By Mary Wisniewski
(Reuters) - Indiana Governor Mike Pence on Thursday signed into law a controversial religious freedom bill that could allow businesses and individuals to deny services to gays, in a move that prompted protests from some business leaders.
Supporters of the bill, which was passed overwhelmingly by both chambers of the Republican-controlled state legislature, say it will keep the government from forcing business owners to act against strongly held religious beliefs. Opponents say it is discriminatory and broader than other state religious freedom laws.
Social conservatives have pushed for such laws following court rulings legalizing same-sex marriage and anticipating a U.S. Supreme Court ruling this year on whether states can ban same-sex marriage.
“The Constitution of the United States and the Indiana Constitution both provide strong recognition of the freedom of religion but today, many people of faith feel their religious liberty is under attack by government action," Pence said in a statement after signing the bill.
Legal experts say the Religious Freedom Restoration Act sets a legal standard that will allow people of all faiths to bring religious freedom claims, but opinions differ over its impact.
Salesforce Inc Chief Executive Officer Marc Benioff said on Twitter that his San Francisco-based company would cancel programs that require travel to Indiana.
San Francisco Mayor Edwin Lee condemned the law and barred city employees from traveling to Indiana at government expense unless essential for public health and safety.
Indiana Chamber of Commerce President and Chief Executive Kevin Brinegar called the law "entirely unnecessary" and said it would bring the state unwanted attention.
Gay rights groups worry it will be used by businesses that do not want to provide services for gay weddings.

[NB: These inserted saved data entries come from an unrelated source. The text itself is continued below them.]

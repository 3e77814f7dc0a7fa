//! Review Sentiment Pipeline Library
//!
//! Cleans a dataset of product reviews and summarizes the sentiment it
//! carries, built with Rust and Polars.
//!
//! # Overview
//!
//! This library provides:
//!
//! - **Loading**: spreadsheet workbooks (via calamine) and delimited text files
//! - **Cleaning**: column name normalization, invalid-age filtering, satisfaction clamping
//! - **Imputation**: mean, review placeholder and generic placeholder, in that order
//! - **Analysis**: rolling average, mean/median/std, extreme reviews, brand correlation
//! - **Output**: cleaned CSV, PNG charts, console and JSON reports
//! - **Progress Reporting**: updates at every stage boundary
//!
//! # Quick Start
//!
//! ```rust,ignore
//! use review_sentiment::{Pipeline, PipelineConfig, render_console_report};
//!
//! let pipeline = Pipeline::builder()
//!     .config(PipelineConfig::default())
//!     .on_progress(|update| {
//!         println!("[{:.0}%] {}", update.progress * 100.0, update.message);
//!     })
//!     .build()?;
//!
//! let mut result = pipeline.run("Product_reviews.xlsx")?;
//! println!("{}", render_console_report(&result));
//!
//! // Charts first, then the cleaned CSV
//! pipeline.export(&mut result)?;
//! ```
//!
//! # Configuration
//!
//! Use [`PipelineConfig`] to customize the pipeline:
//!
//! ```rust,ignore
//! use review_sentiment::config::*;
//!
//! let config = PipelineConfig::builder()
//!     .rolling_window(5)
//!     .mean_fallback(MeanFallback::Zero)
//!     .output_dir("results")
//!     .generate_charts(false)
//!     .build()?;
//! ```
//!
//! # Using the stages directly
//!
//! Every stage is a free function over a Polars `DataFrame`:
//!
//! ```rust,ignore
//! use review_sentiment::analysis::{add_rolling_average, sentiment_statistics};
//! use review_sentiment::cleaner::normalize_column_names;
//!
//! normalize_column_names(&mut df)?;
//! add_rolling_average(&mut df, 3)?;
//! let stats = sentiment_statistics(&df)?;
//! ```

pub mod analysis;
pub mod charts;
pub mod cleaner;
pub mod config;
pub mod error;
pub mod imputers;
pub mod loader;
pub mod pipeline;
pub mod reporting;
pub mod types;
pub mod utils;

// Re-exports for convenient access
pub use charts::{ChartData, ChartRenderer};
pub use cleaner::DataCleaner;
pub use config::{ConfigValidationError, MeanFallback, PipelineConfig, PipelineConfigBuilder};
pub use error::{Result as ReviewResult, ResultExt, ReviewError};
pub use imputers::StatisticalImputer;
pub use loader::{InputFormat, load_dataset};
pub use pipeline::{
    ClosureProgressReporter, CleaningExecutor, ExportOutput, Pipeline, PipelineBuilder,
    PipelineStage, ProgressReporter, ProgressUpdate,
};
pub use reporting::{AnalysisReport, ReportGenerator, render_console_report};
pub use types::{
    BrandCorrelation, BrandMean, ExtremeRecords, PipelineResult, ProcessingSummary, ReviewRecord,
    SentimentStatistics,
};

Gay marriage became legal in Indiana last year following an appeals court ruling.
Pence said that the bill is "not about discrimination" and that 19 states have similar statutes.
Jennifer Pizer, senior counsel for Lambda Legal, a New York-based national gay rights legal group, said Indiana's law was broader than other state religious freedom laws in giving businesses religious rights. She compared it to a bill Republican Arizona Governor Jan Brewer vetoed this year due to concerns it could harm the economy.
"It is a signal to those who want to discriminate that they have greater leeway to do so," Pizer said.
But Indiana University Maurer School of Law professor Daniel Conkle, who supports gay rights, compared the law to a Pennsylvania statute that prevented Philadelphia from barring a group of churches from feeding homeless people in parks.
Conkle said an Indiana caterer who objects to serving a gay wedding could use the law to have his day in court but would be unlikely to prevail.
The Republican mayor of Indianapolis criticized the act as sending the wrong message. "We are a diverse city and I want everyone who visits and lives in Indy to feel comfortable here," said Mayor Greg Ballard.